世にも珍しい「空気」を信仰の対象にした、山形県朝日町「空気神社」
古老のアイデアが蘇った
この空気神社、決して、怪しい新興宗教ではありません。土地の古老・白川千代雄さん(故人)が提唱し、紆余曲折の末、1990(平成2)年10月に誕生した神社なのです。
神社誕生までをレポートした『空気ものがたり』(無明舎出版)によれば、白川さんはある会合で、「風、火、水の神様がいるのに、人間にもっとも大事な空気の神様がいないのはおかしい。
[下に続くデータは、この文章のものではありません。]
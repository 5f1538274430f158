// SPDX-FileCopyrightText: 2026 Strongbox Contributors
// SPDX-License-Identifier: MIT OR Apache-2.0

//! Re-encryption of entries written before passwords were sealed.
//!
//! Legacy rows hold the account password as plain text. A migration pass
//! seals each one under the session key. Rows that are already envelopes are
//! left alone, so the pass is idempotent.

use strongbox_core::{EntryId, Session, StrongboxError};
use strongbox_storage::Database;
use strongbox_storage::queries::entries;
use tracing::{info, warn};

use crate::crypto::{self, Envelope};

/// Report of what a migration pass did.
#[derive(Debug, Default, PartialEq, Eq)]
pub struct MigrationReport {
    /// Entries whose plaintext password was sealed by this pass.
    pub migrated: Vec<EntryId>,
    /// Entries that were already envelopes.
    pub already_encrypted: usize,
    /// Entries changed by someone else while this pass ran.
    pub skipped: Vec<EntryId>,
}

/// Seal every legacy plaintext password owned by the session user.
pub async fn migrate_legacy_entries(
    db: &Database,
    session: &Session,
) -> Result<MigrationReport, StrongboxError> {
    let mut report = MigrationReport::default();

    for (id, stored) in entries::list_entry_passwords(db, session.user_id).await? {
        if Envelope::is_well_formed(&stored) {
            report.already_encrypted += 1;
            continue;
        }
        let sealed = crypto::encrypt(&stored, session.key.as_bytes())?.into_bytes();
        if entries::replace_entry_password(db, session.user_id, id, stored, sealed).await? {
            report.migrated.push(id);
        } else {
            warn!(user_id = %session.user_id, entry_id = %id, "entry changed during migration, skipped");
            report.skipped.push(id);
        }
    }

    if report.migrated.is_empty() {
        info!(user_id = %session.user_id, "no legacy entries to migrate");
    } else {
        info!(
            user_id = %session.user_id,
            migrated = report.migrated.len(),
            "legacy entries sealed"
        );
    }
    Ok(report)
}

#[cfg(test)]
mod tests {
    use super::*;
    use crate::secrets::SecretStore;
    use rusqlite::params;
    use secrecy::{ExposeSecret, SecretString};
    use strongbox_core::{NewEntry, SessionKey};
    use strongbox_storage::models::CredentialUpdate;
    use strongbox_storage::queries::users;

    async fn setup() -> (Database, Session) {
        let db = Database::open_in_memory().await.unwrap();
        let id = users::register_user(
            &db,
            "legacy-user",
            CredentialUpdate {
                secured_password: vec![0; 48],
                kdf_salt: vec![0; 16],
                kdf_params: "{}".into(),
            },
        )
        .await
        .unwrap()
        .unwrap();
        let session = Session {
            user_id: id,
            login: "legacy-user".into(),
            key: SessionKey::new(crypto::generate_random_key().unwrap()),
        };
        (db, session)
    }

    async fn insert_plaintext(db: &Database, session: &Session, service: &str, password: &str) -> EntryId {
        let owner = session.user_id.0;
        let service = service.to_string();
        let password = password.to_string();
        db.call(move |conn| {
            conn.execute(
                "INSERT INTO secret_entries (owner_user_id, service, account_login, account_password)
                 VALUES (?1, ?2, 'me', ?3)",
                params![owner, service, password],
            )?;
            Ok(EntryId(conn.last_insert_rowid()))
        })
        .await
        .unwrap()
    }

    #[tokio::test]
    async fn legacy_entries_are_sealed_once() {
        let (db, session) = setup().await;
        let store = SecretStore::new(db.clone());
        let legacy = insert_plaintext(&db, &session, "forum", "plain-pw").await;
        store
            .add(
                &session,
                NewEntry {
                    service: "bank".into(),
                    account_login: "me".into(),
                    account_password: SecretString::from("sealed-pw".to_string()),
                    expire_date: None,
                },
            )
            .await
            .unwrap();

        let before = store.reveal(&session, legacy).await.unwrap().unwrap();
        assert!(before.legacy);
        assert_eq!(before.account_password.expose_secret(), "plain-pw");

        let report = migrate_legacy_entries(&db, &session).await.unwrap();
        assert_eq!(report.migrated, vec![legacy]);
        assert_eq!(report.already_encrypted, 1);
        assert!(report.skipped.is_empty());

        let after = store.reveal(&session, legacy).await.unwrap().unwrap();
        assert!(!after.legacy);
        assert_eq!(after.account_password.expose_secret(), "plain-pw");

        let again = migrate_legacy_entries(&db, &session).await.unwrap();
        assert!(again.migrated.is_empty());
        assert_eq!(again.already_encrypted, 2);
    }

    #[tokio::test]
    async fn empty_store_reports_nothing() {
        let (db, session) = setup().await;
        assert_eq!(
            migrate_legacy_entries(&db, &session).await.unwrap(),
            MigrationReport::default()
        );
    }
}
わが町に空気に感謝する『空気神社』をつくろう」と言い出したそうです。一笑に付されても、あきらめることなく、いろいろな機会に熱心に伝えていました。
この突拍子もない発言と思われたものが20年後に実現したのですから、記憶に留めていた人たちがいたことは間違いありません。中でも、後に朝日町教育長を務めた阿部美喜男さんは、白川さんの「町の活性化は他と同じことをやっていてはだめだ。どこにもない空気の神様を空気のきれいな朝日町で作ろう」という発言に、このアイデアは悪くない、いつかは使えるかもしれないと思っていました。
当時の朝日町は過疎化が進み、集団離村を考える地区すらありました。だから、町を活性化する計画に携わるようになったとき、阿部さんは「空気神社」を思い出したのです。
しかし、神社=宗教行為というイメージが先行し、賛成してもらえません。阿部さんは自然崇拝であって、宗教行為ではないという考えで、なんとか実現できないかと説得に当たりました。すると、運輸省の事業の一環として、新しい観光地「自然観」を作る計画が登場。そのコンセプトを求めていたこともあり、観光協会も含めて、空気神社は町おこしとして優れたアイデアだと賛同する人たちが増えていきました。